A precise assessment of pulmonary arterial hypertension (HTAP) in chronic lung disorders is not possible without right heart catheterisation. In spite of technological advances (floating catheters with or without balloons) the examination remains invasive, at least to a certain degree, in addition it is not currently practiced in respiratory function laboratories or in services specialising in thoracic medicine. The diagnosis of HTAP is important when considering both the prognosis and the therapeutic approach notably in chronic airflow obstruction (BPCO) and thus the interest in non-invasive diagnostic methods for HTAP. Do current methods offer such a diagnosis? It is this question that the authors endeavour to answer in analysing the possibilities of the principle methods available, from the most standard (eg ECG, chest radiographs) to the most recent (right heart echo-cardiography, myocardial scintigraphy, isotopic measurement of the right heart function).
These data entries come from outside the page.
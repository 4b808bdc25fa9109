//! Command-line interface for mcs150.
//!
//! This module provides the CLI structure for the `mcs150` binary. Each page
//! of the filing site is a subcommand; the binary prints notices and the route
//! the user lands on next.

mod commands;

use std::path::PathBuf;

use clap::{Parser, Subcommand};

pub use commands::{
    AdminCommand, ConfigCommand, EditCommand, FilingCommand, HistoryCommand, LoginCommand,
    NotificationsCommand, OutputFormat, ProfileCommand, RegisterCommand, StatsCommand,
    UsersCommand,
};

/// mcs150 - MCS-150 filings from the command line
///
/// Looks up a motor carrier by USDOT number, walks through the MCS-150 form,
/// and has the filing backend render the PDF. Administrators can manage
/// users, notifications and usage statistics.
#[derive(Debug, Parser)]
#[command(name = "mcs150")]
#[command(author, version, about, long_about = None)]
#[command(propagate_version = true)]
pub struct Cli {
    /// Path to custom configuration file
    #[arg(short, long, global = true, value_name = "FILE")]
    pub config: Option<PathBuf>,

    /// Increase verbosity (-v for debug, -vv for trace)
    #[arg(short, long, action = clap::ArgAction::Count, global = true)]
    pub verbose: u8,

    /// Suppress all output except errors
    #[arg(short, long, global = true)]
    pub quiet: bool,

    /// The command to execute
    #[command(subcommand)]
    pub command: Command,
}

/// Available commands.
#[derive(Debug, Subcommand)]
pub enum Command {
    /// Sign in
    Login(LoginCommand),

    /// Request an account
    Register(RegisterCommand),

    /// Sign out and clear the wizard
    Logout,

    /// Show the signed-in user
    Whoami {
        /// Output as JSON
        #[arg(short, long)]
        json: bool,
    },

    /// View or change the signed-in user's profile
    #[command(subcommand)]
    Profile(ProfileCommand),

    /// The MCS-150 filing wizard
    #[command(subcommand)]
    Filing(FilingCommand),

    /// Past filings
    #[command(subcommand)]
    History(HistoryCommand),

    /// Notifications for the signed-in user
    #[command(subcommand)]
    Notifications(NotificationsCommand),

    /// Admin console
    #[command(subcommand)]
    Admin(AdminCommand),

    /// View or validate configuration
    #[command(subcommand)]
    Config(ConfigCommand),
}

impl Cli {
    /// Get the verbosity level based on flags.
    #[must_use]
    pub fn verbosity(&self) -> crate::logging::Verbosity {
        crate::logging::Verbosity::from_flags(self.quiet, self.verbose)
    }
}

#[cfg(test)]
mod tests {
    use super::*;
    use crate::logging::Verbosity;
    use clap::CommandFactory;

    fn parse(args: &[&str]) -> Cli {
        Cli::try_parse_from(args).unwrap()
    }

    #[test]
    fn test_cli_name() {
        assert_eq!(Cli::command().get_name(), "mcs150");
    }

    #[test]
    fn test_cli_verify() {
        Cli::command().debug_assert();
    }

    #[test]
    fn test_verbosity() {
        assert_eq!(parse(&["mcs150", "-q", "logout"]).verbosity(), Verbosity::Quiet);
        assert_eq!(parse(&["mcs150", "logout"]).verbosity(), Verbosity::Normal);
        assert_eq!(parse(&["mcs150", "-v", "logout"]).verbosity(), Verbosity::Verbose);
        assert_eq!(parse(&["mcs150", "-vv", "logout"]).verbosity(), Verbosity::Trace);
    }

    #[test]
    fn test_parse_with_config() {
        let cli = parse(&["mcs150", "-c", "/custom/config.toml", "logout"]);
        assert_eq!(cli.config, Some(PathBuf::from("/custom/config.toml")));
    }

    #[test]
    fn test_parse_filing_new() {
        let cli = parse(&["mcs150", "filing", "new", "-u", "1234567", "-e", "ops@example.com"]);
        match cli.command {
            Command::Filing(FilingCommand::New { usdot, email }) => {
                assert_eq!(usdot, "1234567");
                assert_eq!(email, "ops@example.com");
            }
            other => panic!("unexpected command: {other:?}"),
        }
    }

    #[test]
    fn test_parse_changes_keeps_order() {
        let cli = parse(&["mcs150", "filing", "changes", "phone", "name"]);
        assert!(matches!(
            cli.command,
            Command::Filing(FilingCommand::Changes { ref sections }) if sections == &["phone", "name"]
        ));
    }

    #[test]
    fn test_parse_edit_commands() {
        let cli = parse(&["mcs150", "filing", "edit", "set", "legal-name", "ACME LLC"]);
        assert!(matches!(
            cli.command,
            Command::Filing(FilingCommand::Edit(EditCommand::Set { .. }))
        ));

        let cli = parse(&["mcs150", "filing", "edit", "mailing-same", "true"]);
        assert!(matches!(
            cli.command,
            Command::Filing(FilingCommand::Edit(EditCommand::MailingSame { same: true }))
        ));

        let cli = parse(&["mcs150", "filing", "edit", "save", "--more"]);
        assert!(matches!(
            cli.command,
            Command::Filing(FilingCommand::Edit(EditCommand::Save { more: true }))
        ));
    }

    #[test]
    fn test_parse_admin_stats_defaults() {
        let cli = parse(&["mcs150", "admin", "stats", "--by", "month", "--year", "2025"]);
        match cli.command {
            Command::Admin(AdminCommand::Stats(stats)) => {
                assert_eq!(stats.by, "month");
                assert_eq!(stats.year, "2025");
                assert_eq!(stats.user, "all");
                assert_eq!(stats.format, OutputFormat::Table);
            }
            other => panic!("unexpected command: {other:?}"),
        }
    }

    #[test]
    fn test_parse_user_update_flags() {
        let cli = parse(&["mcs150", "admin", "users", "update", "7", "--active", "false"]);
        assert!(matches!(
            cli.command,
            Command::Admin(AdminCommand::Users(UsersCommand::Update {
                id: 7,
                active: Some(false),
                admin: None,
                ..
            }))
        ));
    }

    #[test]
    fn test_parse_notifications_outside_admin() {
        let cli = parse(&["mcs150", "notifications", "list", "-t", "document"]);
        assert!(matches!(
            cli.command,
            Command::Notifications(NotificationsCommand::List { ref category, .. })
                if category == "document"
        ));

        assert!(Cli::try_parse_from(["mcs150", "admin", "notifications", "list"]).is_err());
    }

    #[test]
    fn test_parse_history_list_format() {
        let cli = parse(&["mcs150", "history", "list", "-f", "json", "-p", "2"]);
        assert!(matches!(
            cli.command,
            Command::History(HistoryCommand::List {
                page: 2,
                format: OutputFormat::Json,
                ..
            })
        ));
    }
}
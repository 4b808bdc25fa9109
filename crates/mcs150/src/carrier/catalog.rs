//! Fixed code lists printed on the MCS-150.
//!
//! Lines 22, 23 and 24 are checkbox groups. The carrier-data record stores
//! the operation as its letter and the classification and cargo selections
//! as their labels, exactly as the backend expects them.

/// One checkbox on the form.
#[derive(Debug, Clone, Copy, PartialEq, Eq)]
pub struct CodeEntry {
    /// Letter printed beside the checkbox.
    pub letter: &'static str,
    /// Label printed beside the checkbox.
    pub label: &'static str,
}

const fn entry(letter: &'static str, label: &'static str) -> CodeEntry {
    CodeEntry { letter, label }
}

/// Line 22, company operations. Exactly one is selected.
pub const OPERATIONS: [CodeEntry; 5] = [
    entry("A", "Interstate Carrier"),
    entry("B", "Intrastate Hazmat Carrier"),
    entry("C", "Intrastate Non-Hazmat Carrier"),
    entry("D", "Interstate Hazmat Shipper"),
    entry("E", "Intrastate Hazmat Shipper"),
];

/// Line 23, operation classification. Any number may be selected.
pub const CLASSIFICATIONS: [CodeEntry; 11] = [
    entry("A", "Auth. For Hire"),
    entry("B", "Exempt For Hire"),
    entry("C", "Private(Property)"),
    entry("D", "Priv. Pass. (Business)"),
    entry("E", "Priv. Pass.(Non-business)"),
    entry("F", "Migrant"),
    entry("G", "U.S. Mail"),
    entry("H", "Fed. Gov't"),
    entry("I", "State Gov't"),
    entry("J", "Local Gov't"),
    entry("K", "Indian Nation"),
];

/// Line 24, cargo classifications. Any number may be selected; "Other"
/// ([`OTHER_CARGO`]) is carried separately as free text.
pub const CARGO: [CodeEntry; 29] = [
    entry("A", "General Freight"),
    entry("B", "Household Goods"),
    entry("C", "Metal: sheets, coils, rolls"),
    entry("D", "Motor Vehicles"),
    entry("E", "Drive/Tow away"),
    entry("F", "Logs, Poles, Beams, Lumber"),
    entry("G", "Building Materials"),
    entry("H", "Mobile Homes"),
    entry("I", "Machinery, Large Objects"),
    entry("J", "Fresh Produce"),
    entry("K", "Liquids/Gases"),
    entry("L", "Intermodal Cont."),
    entry("M", "Passengers"),
    entry("N", "Oilfield Equipment"),
    entry("O", "Livestock"),
    entry("P", "Grain, Feed, Hay"),
    entry("Q", "Coal/Coke"),
    entry("R", "Meat"),
    entry("S", "Garbage/Refuse"),
    entry("T", "US Mail"),
    entry("U", "Chemicals"),
    entry("V", "Commodities Dry Bulk"),
    entry("W", "Refrigerated Food"),
    entry("X", "Beverages"),
    entry("Y", "Paper Products"),
    entry("Z", "Utilities"),
    entry("AA", "Agricultural/Farm Supplies"),
    entry("BB", "Construction"),
    entry("CC", "Water Well"),
];

/// Line 24 free-text "Other" checkbox.
pub const OTHER_CARGO: CodeEntry = entry("DD", "Other");

fn find(list: &'static [CodeEntry], query: &str) -> Option<&'static CodeEntry> {
    let query = query.trim();
    list.iter().find(|e| {
        e.letter.eq_ignore_ascii_case(query) || e.label.eq_ignore_ascii_case(query)
    })
}

/// Look up an operation by letter or label.
#[must_use]
pub fn operation(query: &str) -> Option<&'static CodeEntry> {
    find(&OPERATIONS, query)
}

/// Look up a classification by letter or label.
#[must_use]
pub fn classification(query: &str) -> Option<&'static CodeEntry> {
    find(&CLASSIFICATIONS, query)
}

/// Look up a cargo class by letter or label.
#[must_use]
pub fn cargo(query: &str) -> Option<&'static CodeEntry> {
    find(&CARGO, query)
}

#[cfg(test)]
mod tests {
    use super::*;

    #[test]
    fn test_list_sizes() {
        assert_eq!(OPERATIONS.len(), 5);
        assert_eq!(CLASSIFICATIONS.len(), 11);
        assert_eq!(CARGO.len(), 29);
    }

    #[test]
    fn test_letters_are_unique() {
        for list in [&OPERATIONS[..], &CLASSIFICATIONS[..], &CARGO[..]] {
            let mut letters: Vec<_> = list.iter().map(|e| e.letter).collect();
            letters.sort_unstable();
            letters.dedup();
            assert_eq!(letters.len(), list.len());
        }
    }

    #[test]
    fn test_lookup_by_letter_or_label() {
        assert_eq!(classification("a").unwrap().label, "Auth. For Hire");
        assert_eq!(classification("migrant").unwrap().letter, "F");
        assert_eq!(cargo("AA").unwrap().label, "Agricultural/Farm Supplies");
        assert_eq!(cargo("Drive/Tow away").unwrap().letter, "E");
        assert_eq!(operation("c").unwrap().label, "Intrastate Non-Hazmat Carrier");
    }

    #[test]
    fn test_lookup_misses() {
        assert!(classification("Z").is_none());
        assert!(cargo("DD").is_none());
        assert!(operation("F").is_none());
    }
}
//! Writing downloaded files to disk.

use std::path::{Path, PathBuf};

use tracing::info;

use crate::error::{Error, Result};

/// File name for a generated filing: the filing name with a single `.pdf`.
#[must_use]
pub fn pdf_file_name(filing_name: &str) -> String {
    let stem = filing_name.trim();
    let stem = stem
        .strip_suffix(".pdf")
        .or_else(|| stem.strip_suffix(".PDF"))
        .unwrap_or(stem);
    let stem = stem.rsplit('/').next().unwrap_or(stem);
    format!("{stem}.pdf")
}

/// Write `bytes` to `dir/file_name`, creating `dir` if needed.
///
/// An existing file of the same name is replaced.
///
/// # Errors
///
/// Returns an error if the directory cannot be created or the file cannot be
/// written.
pub async fn save(dir: &Path, file_name: &str, bytes: &[u8]) -> Result<PathBuf> {
    if !dir.as_os_str().is_empty() && !tokio::fs::try_exists(dir).await? {
        tokio::fs::create_dir_all(dir)
            .await
            .map_err(|source| Error::DirectoryCreate {
                path: dir.to_path_buf(),
                source,
            })?;
    }

    let path = dir.join(file_name);
    tokio::fs::write(&path, bytes).await?;
    info!(path = %path.display(), bytes = bytes.len(), "Saved download");
    Ok(path)
}
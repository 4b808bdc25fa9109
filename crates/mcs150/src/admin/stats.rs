//! PDF generation statistics.
//!
//! The backend sends every generation event; filtering and grouping happen
//! here. A filter value of `None` means "all".

use std::collections::{BTreeSet, HashMap};
use std::fmt;
use std::str::FromStr;

use serde::Serialize;

use crate::api::{Backend, ChartRecord};
use crate::error::{Error, Result};
use crate::notice::Action;
use crate::session;
use crate::storage::Store;

/// Month abbreviations in calendar order.
pub const MONTHS: [&str; 12] = [
    "Jan", "Feb", "Mar", "Apr", "May", "Jun", "Jul", "Aug", "Sep", "Oct", "Nov", "Dec",
];

/// What to count records by.
#[derive(Debug, Clone, Copy, PartialEq, Eq, Hash, Default, Serialize)]
#[serde(rename_all = "lowercase")]
pub enum Dimension {
    /// Per user.
    #[default]
    User,
    /// Per day of month.
    Day,
    /// Per USDOT number.
    Usdot,
    /// Per month.
    Month,
    /// Per year.
    Year,
}

impl Dimension {
    /// Every dimension.
    pub const ALL: [Dimension; 5] = [
        Dimension::User,
        Dimension::Day,
        Dimension::Usdot,
        Dimension::Month,
        Dimension::Year,
    ];

    /// Lowercase name.
    #[must_use]
    pub const fn key(self) -> &'static str {
        match self {
            Self::User => "user",
            Self::Day => "day",
            Self::Usdot => "usdot",
            Self::Month => "month",
            Self::Year => "year",
        }
    }

    fn value(self, record: &ChartRecord) -> &str {
        match self {
            Self::User => &record.user,
            Self::Day => &record.day,
            Self::Usdot => &record.usdot,
            Self::Month => &record.month,
            Self::Year => &record.year,
        }
    }
}

impl FromStr for Dimension {
    type Err = Error;

    fn from_str(s: &str) -> Result<Self> {
        let wanted = s.trim().to_ascii_lowercase();
        Self::ALL
            .into_iter()
            .find(|d| d.key() == wanted)
            .ok_or_else(|| Error::validation(format!("unknown dimension '{s}'")))
    }
}

impl fmt::Display for Dimension {
    fn fmt(&self, f: &mut fmt::Formatter<'_>) -> fmt::Result {
        f.write_str(self.key())
    }
}

/// Map the literal `all` (any case) and blanks to `None`.
fn selection(value: &str) -> Option<String> {
    let value = value.trim();
    if value.is_empty() || value.eq_ignore_ascii_case("all") {
        None
    } else {
        Some(value.to_string())
    }
}

/// Distinct values in first-seen order.
fn distinct<'a>(values: impl Iterator<Item = &'a str>) -> Vec<String> {
    let mut seen = Vec::new();
    for value in values {
        if !seen.iter().any(|s: &String| s == value) {
            seen.push(value.to_string());
        }
    }
    seen
}

/// The five statistics filters.
#[derive(Debug, Clone, Default, PartialEq, Eq, Serialize)]
pub struct StatsFilter {
    user: Option<String>,
    year: Option<String>,
    month: Option<String>,
    day: Option<String>,
    usdot: Option<String>,
}

impl StatsFilter {
    /// Select a user (`all` clears).
    pub fn set_user(&mut self, user: &str) {
        self.user = selection(user);
    }

    /// Select a year. Month and day go back to `all`.
    pub fn set_year(&mut self, year: &str) {
        self.year = selection(year);
        self.month = None;
        self.day = None;
    }

    /// Select a month. Day goes back to `all`.
    pub fn set_month(&mut self, month: &str) {
        self.month = selection(month);
        self.day = None;
    }

    /// Select a day of month.
    pub fn set_day(&mut self, day: &str) {
        self.day = selection(day);
    }

    /// Select a USDOT number.
    pub fn set_usdot(&mut self, usdot: &str) {
        self.usdot = selection(usdot);
    }

    /// Current year selection.
    #[must_use]
    pub fn year(&self) -> Option<&str> {
        self.year.as_deref()
    }

    /// Current month selection.
    #[must_use]
    pub fn month(&self) -> Option<&str> {
        self.month.as_deref()
    }

    /// Current day selection.
    #[must_use]
    pub fn day(&self) -> Option<&str> {
        self.day.as_deref()
    }

    /// Records passing every active filter.
    #[must_use]
    pub fn apply<'a>(&self, records: &'a [ChartRecord]) -> Vec<&'a ChartRecord> {
        let keep = |want: &Option<String>, have: &str| want.as_deref().map_or(true, |w| w == have);
        records
            .iter()
            .filter(|r| {
                keep(&self.user, &r.user)
                    && keep(&self.year, &r.year)
                    && keep(&self.month, &r.month)
                    && keep(&self.day, &r.day)
                    && keep(&self.usdot, &r.usdot)
            })
            .collect()
    }

    /// Months present in the selected year (every month seen if none).
    #[must_use]
    pub fn available_months(&self, records: &[ChartRecord]) -> Vec<String> {
        distinct(
            records
                .iter()
                .filter(|r| self.year.as_deref().map_or(true, |y| y == r.year))
                .map(|r| r.month.as_str()),
        )
    }

    /// Days present in the selected year and month.
    #[must_use]
    pub fn available_days(&self, records: &[ChartRecord]) -> Vec<String> {
        distinct(
            records
                .iter()
                .filter(|r| self.year.as_deref().map_or(true, |y| y == r.year))
                .filter(|r| self.month.as_deref().map_or(true, |m| m == r.month))
                .map(|r| r.day.as_str()),
        )
    }
}

/// Every user seen.
#[must_use]
pub fn users(records: &[ChartRecord]) -> Vec<String> {
    distinct(records.iter().map(|r| r.user.as_str()))
}

/// Every year seen.
#[must_use]
pub fn years(records: &[ChartRecord]) -> Vec<String> {
    distinct(records.iter().map(|r| r.year.as_str()))
}

/// Every USDOT number seen.
#[must_use]
pub fn usdots(records: &[ChartRecord]) -> Vec<String> {
    distinct(records.iter().map(|r| r.usdot.as_str()))
}

/// Headline numbers for a filtered set.
#[derive(Debug, Clone, Copy, Default, PartialEq, Eq, Serialize)]
pub struct Summary {
    /// PDF generations.
    pub total: usize,
    /// Distinct USDOT numbers.
    pub unique_usdots: usize,
    /// Distinct users.
    pub unique_users: usize,
}

/// Summarize a filtered set.
#[must_use]
pub fn summarize(records: &[&ChartRecord]) -> Summary {
    Summary {
        total: records.len(),
        unique_usdots: records.iter().map(|r| &r.usdot).collect::<BTreeSet<_>>().len(),
        unique_users: records.iter().map(|r| &r.user).collect::<BTreeSet<_>>().len(),
    }
}

/// Count records per value of `dimension`.
///
/// Days and years sort numerically, months in calendar order, users and
/// USDOT numbers keep first-seen order.
#[must_use]
pub fn group_by(records: &[&ChartRecord], dimension: Dimension) -> Vec<(String, usize)> {
    let mut order: Vec<String> = Vec::new();
    let mut counts: HashMap<&str, usize> = HashMap::new();
    for record in records {
        let key = dimension.value(record);
        let count = counts.entry(key).or_insert(0);
        if *count == 0 {
            order.push(key.to_string());
        }
        *count += 1;
    }

    let mut groups: Vec<(String, usize)> = order
        .into_iter()
        .map(|key| {
            let count = counts.get(key.as_str()).copied().unwrap_or_default();
            (key, count)
        })
        .collect();

    match dimension {
        Dimension::Day | Dimension::Year => {
            groups.sort_by_key(|(key, _)| key.trim().parse::<i64>().unwrap_or(i64::MAX));
        }
        Dimension::Month => {
            groups.sort_by_key(|(key, _)| MONTHS.iter().position(|m| *m == key.as_str()));
        }
        Dimension::User | Dimension::Usdot => {}
    }
    groups
}

/// Fetch every generation event.
///
/// # Errors
///
/// Returns a redirect without an admin session and an
/// [`Action::LoadStatistics`] failure when the backend call fails.
pub async fn load(store: &Store, backend: &dyn Backend) -> Result<Vec<ChartRecord>> {
    session::gate_admin(store)?;
    backend
        .pdf_statistics()
        .await
        .map_err(|e| Error::action_failed(Action::LoadStatistics, e))
}
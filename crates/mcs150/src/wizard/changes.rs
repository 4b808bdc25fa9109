//! Step 4: choose which form sections to change.

use std::fmt;
use std::str::FromStr;

use serde::{Deserialize, Serialize};
use tracing::debug;

use super::{Advance, Step};
use crate::error::{Error, Result};
use crate::storage::{Slot, Store};

/// A group of form fields that can be edited together.
#[derive(Debug, Clone, Copy, PartialEq, Eq, Hash, Serialize, Deserialize)]
#[serde(rename_all = "lowercase")]
pub enum Section {
    /// Lines 1-2.
    Name,
    /// Lines 3-12.
    Address,
    /// Lines 13-15.
    Phone,
    /// Line 19, via the employer-number slot.
    Ein,
    /// Line 22.
    Operations,
    /// Line 23.
    Classification,
    /// Line 24.
    Cargo,
    /// Line 26.
    Trucks,
    /// Line 27.
    Drivers,
}

impl Section {
    /// All sections in form order.
    pub const ALL: [Section; 9] = [
        Section::Name,
        Section::Address,
        Section::Phone,
        Section::Ein,
        Section::Operations,
        Section::Classification,
        Section::Cargo,
        Section::Trucks,
        Section::Drivers,
    ];

    /// Stable identifier, as stored.
    #[must_use]
    pub const fn id(self) -> &'static str {
        match self {
            Self::Name => "name",
            Self::Address => "address",
            Self::Phone => "phone",
            Self::Ein => "ein",
            Self::Operations => "operations",
            Self::Classification => "classification",
            Self::Cargo => "cargo",
            Self::Trucks => "trucks",
            Self::Drivers => "drivers",
        }
    }

    /// Checkbox label.
    #[must_use]
    pub const fn label(self) -> &'static str {
        match self {
            Self::Name => "Name (Legal, DBA, or both)",
            Self::Address => "Address (Physical, Mailing, or both)",
            Self::Phone => "Phone Number",
            Self::Ein => "EIN Number",
            Self::Operations => "Company Operations",
            Self::Classification => "Operation Classifications",
            Self::Cargo => "Cargo Classifications",
            Self::Trucks => "Number of Trucks",
            Self::Drivers => "Number of Drivers",
        }
    }
}

impl FromStr for Section {
    type Err = Error;

    fn from_str(s: &str) -> Result<Self> {
        let wanted = s.trim().to_ascii_lowercase();
        Self::ALL
            .into_iter()
            .find(|section| section.id() == wanted)
            .ok_or_else(|| Error::validation(format!("unknown section '{s}'")))
    }
}

impl fmt::Display for Section {
    fn fmt(&self, f: &mut fmt::Formatter<'_>) -> fmt::Result {
        f.write_str(self.id())
    }
}

/// The sections picked so far, in the order they were picked.
#[derive(Debug, Clone, Default, PartialEq, Eq)]
pub struct ChangeSelection {
    sections: Vec<Section>,
}

impl ChangeSelection {
    /// Open the step with nothing selected.
    ///
    /// # Errors
    ///
    /// Redirects to the lookup step when there is no carrier data.
    pub fn open(store: &Store) -> Result<Self> {
        Step::Changes.enter(store)?;
        Ok(Self::default())
    }

    /// Select `section`, or deselect it if already selected.
    pub fn toggle(&mut self, section: Section) {
        if let Some(pos) = self.sections.iter().position(|s| *s == section) {
            self.sections.remove(pos);
        } else {
            self.sections.push(section);
        }
    }

    /// Whether `section` is selected.
    #[must_use]
    pub fn is_selected(&self, section: Section) -> bool {
        self.sections.contains(&section)
    }

    /// Selected sections in pick order.
    #[must_use]
    pub fn sections(&self) -> &[Section] {
        &self.sections
    }

    /// Persist the selection and move on to editing.
    ///
    /// Any half-finished edit from an earlier pass is discarded.
    ///
    /// # Errors
    ///
    /// Returns a validation error when nothing is selected.
    pub fn confirm(self, store: &Store) -> Result<Advance> {
        if self.sections.is_empty() {
            return Err(Error::validation_titled(
                "No changes selected",
                "Please select at least one change to make or go back to the preview.",
            ));
        }
        store.set_json(Slot::SelectedChanges, &self.sections)?;
        store.remove(Slot::EditDraft)?;
        store.remove(Slot::EditCursor)?;
        debug!(sections = ?self.sections, "Changes selected");
        Ok(Advance::to(Step::EditChanges))
    }
}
The reference factor is usually the mean pulmonary artery pressure at rest (PAP) supplied by right heart catheterisation. The ideas of sensibility and specificity of a method are defined and the importance of the correlation between the numerical results obtained by a given method and right heart catheterisation is emphasized: only a very strong correlation could assure the possibility of a correct prediction of the level of PAP. Individually no current methods allow such a prediction in a satisfactory manner. Right heart echo-cardiography is "a priori" the most tempting, but it is unfortunately difficult to accomplish in patients with BPCO. Bidimensional echo-cardiography and the Doppler have given very promising results, which need to be confirmed in patients with BPCO. By combining the results of several methods (eg. ECG, radiological measurements, echocardiography) to those of respiratory function (FEV1, PaO2, PaCO2) one can predict in a satisfactory manner the existence (or the absence) of HTAP but not the precise level of the PAP. An approach of this kind may help to limit the indications for right heart catheterisation which remains irreplaceable for the precise knowledge of pulmonary hemodynamic parameters.